Un souvenir en cache un autre comme un arbre la forêt. L’eau glacée de l’enfance me remonte à la bouche. Les pierres brillent comme des yeux. La poésie n’a pas besoin du temps pour transformer les choses. Nous avons peine à échapper aux nombres. Serons-nous les derniers à nous servir des mots ? Ça sent déjà la neige. Des insectes s’endorment sous l’écorce des arbres. J’habille de mots la page blanche pour ne pas qu’elle prenne froid. Lorsque cesse la pluie, le vent provoque une nouvelle averse en agitant les branches. Les pins s’accrochent aux flancs vivants de la montagne. Dans la fugacité des choses, le visage de l’homme porte l’éternité. On ne touche pas du doigt le monde du dedans. On le respire en nous. Il fait battre le cœur. Il a suffi que je dessine pour apprendre la lumière.

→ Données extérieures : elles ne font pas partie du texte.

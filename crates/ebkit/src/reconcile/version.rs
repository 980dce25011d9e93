//! Application version flow and retention cleanup.

use super::{Outcome, preview, unique, wait_converged, wait_gone, wait_until};
use crate::backend::Backend;
use crate::context::ApplyContext;
use crate::error::{Error, Result};
use crate::types::{ApplicationVersion, EnvironmentStatus, ResourceKind, VersionSpec};
use chrono::{DateTime, Utc};
use declarative::{
    Action, DeployedSet, Predicate, RetentionPolicy, TargetState, VersionRecord, select_for_cleanup,
};
use std::collections::BTreeSet;

const KIND: ResourceKind = ResourceKind::Version;

/// Look up one version by label.
pub fn find(backend: &dyn Backend, app: &str, label: &str) -> Result<Option<ApplicationVersion>> {
    unique(KIND, label, backend.list_versions(app, Some(label))?)
}

/// Drive a version toward `target`.
///
/// Deleting a version whose source bundle is already gone counts as success.
pub fn reconcile(
    backend: &dyn Backend,
    ctx: &ApplyContext<'_>,
    spec: &VersionSpec,
    target: TargetState,
    delete_source: bool,
) -> Result<Outcome> {
    let app = spec.application_name.as_str();
    let label = spec.version_label.as_str();
    let observed = find(backend, app, label)?;
    let decision = ctx.differ.decide(spec, observed.as_ref(), target);
    log::debug!("{KIND} {app}/{label}: {}", decision.action);

    if ctx.check_mode {
        return preview(KIND, &decision, target).with_optional_resource(observed.as_ref());
    }

    match decision.action {
        Action::Create => {
            if spec.source_bundle.is_none() {
                return Err(Error::InvalidRequest(format!(
                    "version {label} does not exist and no source bundle was given"
                )));
            }
            log::info!("Creating version {label} of {app}");
            backend.create_version(spec)?;
            let version = wait_converged(ctx, KIND, label, spec, || find(backend, app, label))?;
            Outcome::changed().with_resource(&version)
        }
        Action::Update => {
            log::info!("Updating version {label} of {app}");
            backend.update_version(app, label, spec.description.as_deref())?;
            let version = wait_converged(ctx, KIND, label, spec, || find(backend, app, label))?;
            Ok(Outcome::changed()
                .with_resource(&version)?
                .with_updates(decision.changes))
        }
        Action::Delete => {
            log::info!("Deleting version {label} of {app}");
            match backend.delete_version(app, label, delete_source) {
                Ok(()) => {}
                Err(e) if e.is_ignorable() => log::warn!("{e}"),
                Err(e) if e.is_not_found() => {
                    return Ok(Outcome::unchanged()
                        .with_output(format!("Version not found for application: {app}")));
                }
                Err(e) => return Err(e),
            }
            wait_gone(ctx, KIND, label, || find(backend, app, label))?;
            Outcome::changed().with_optional_resource(observed.as_ref())
        }
        Action::Noop => match observed {
            Some(version) => Outcome::unchanged().with_resource(&version),
            None => Ok(Outcome::unchanged()
                .with_output(format!("Version not found for application: {app}"))),
        },
    }
}

/// List versions of an application, or the one labelled.
pub fn list(backend: &dyn Backend, app: &str, label: Option<&str>) -> Result<Outcome> {
    let versions = backend.list_versions(app, label)?;
    Outcome::unchanged().with_resources(&versions)
}

/// Labels referenced by environments that still exist.
pub fn deployed_labels(backend: &dyn Backend, app: &str) -> Result<DeployedSet> {
    Ok(backend
        .list_environments(app, None)?
        .into_iter()
        .filter(|e| e.status != EnvironmentStatus::Terminated)
        .filter_map(|e| e.version_label)
        .collect())
}

/// Remove versions that fall outside the retention policy.
///
/// Deployed versions are never touched. Deletions run one at a time; the
/// first failure stops the batch and reports what was and was not processed.
pub fn cleanup(
    backend: &dyn Backend,
    ctx: &ApplyContext<'_>,
    app: &str,
    policy: RetentionPolicy,
    delete_source: bool,
    now: DateTime<Utc>,
) -> Result<Outcome> {
    let versions = backend.list_versions(app, None)?;
    if versions.is_empty() {
        return Ok(Outcome::unchanged()
            .with_output(format!("Versions not found for application: {app}")));
    }

    let deployed = deployed_labels(backend, app)?;
    let records: Vec<VersionRecord> = versions.iter().map(ApplicationVersion::to_record).collect();
    let Some(selected) = select_for_cleanup(&records, &deployed, policy, now) else {
        return Ok(Outcome::unchanged().with_output("Nothing to remove for given parameters"));
    };
    log::info!(
        "Selected {} of {} version(s) of {app} for removal",
        selected.len(),
        records.len()
    );

    if ctx.check_mode {
        return Ok(Outcome::changed()
            .with_resources(&selected)?
            .with_output(format!("Following {} versions will be removed", selected.len())));
    }

    let removed = remove_batch(backend, app, &selected, delete_source)?;

    let gone: BTreeSet<String> = removed.iter().cloned().collect();
    let predicate = Predicate::new(
        format!("{} version(s) of {app} to be deleted", gone.len()),
        move |versions: &Vec<ApplicationVersion>| {
            !versions.iter().any(|v| gone.contains(&v.version_label))
        },
    );
    wait_until(ctx, predicate, || backend.list_versions(app, None))?;

    Ok(Outcome::changed()
        .with_resources(&selected)?
        .with_output(format!("Removed {} version(s) for given parameters", removed.len())))
}

fn remove_batch(
    backend: &dyn Backend,
    app: &str,
    selected: &[VersionRecord],
    delete_source: bool,
) -> Result<Vec<String>> {
    let mut removed = Vec::with_capacity(selected.len());
    for (i, record) in selected.iter().enumerate() {
        match backend.delete_version(app, &record.label, delete_source) {
            Ok(()) => {}
            Err(e) if e.is_ignorable() => log::warn!("{e}"),
            Err(e) => {
                let not_processed = selected[i + 1..].iter().map(|r| r.label.clone()).collect();
                log::error!("Cleanup of {app} stopped at version {}", record.label);
                return Err(Error::CleanupAborted {
                    failed: record.label.clone(),
                    source: Box::new(e),
                    removed,
                    not_processed,
                });
            }
        }
        log::debug!("Removed version {}", record.label);
        removed.push(record.label.clone());
    }
    Ok(removed)
}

Dans les dessins d’enfant, le plus triste des arbres offre un sourire caché. J’entends tout du bout de mon crayon, des petits œufs d’insectes au tronc lisse des arbres. Dans une écoute végétale, l’oreille s’accoutume au tic-tac des fruits. Quand on mange dehors, le soleil brille sur la soupe et se mêle aux épices. Au coucher du soleil, les ombres nous unissent. La pierre dort avec l’oiseau, le chevreuil avec l’eau, la capucine avec le temps. Dès l’origine, la joie et la douleur se fondent. J’ai commencé à parler très tôt. Je suis né au monde en le nommant. Quand j’écris, c’est un mot de passe que je cherche.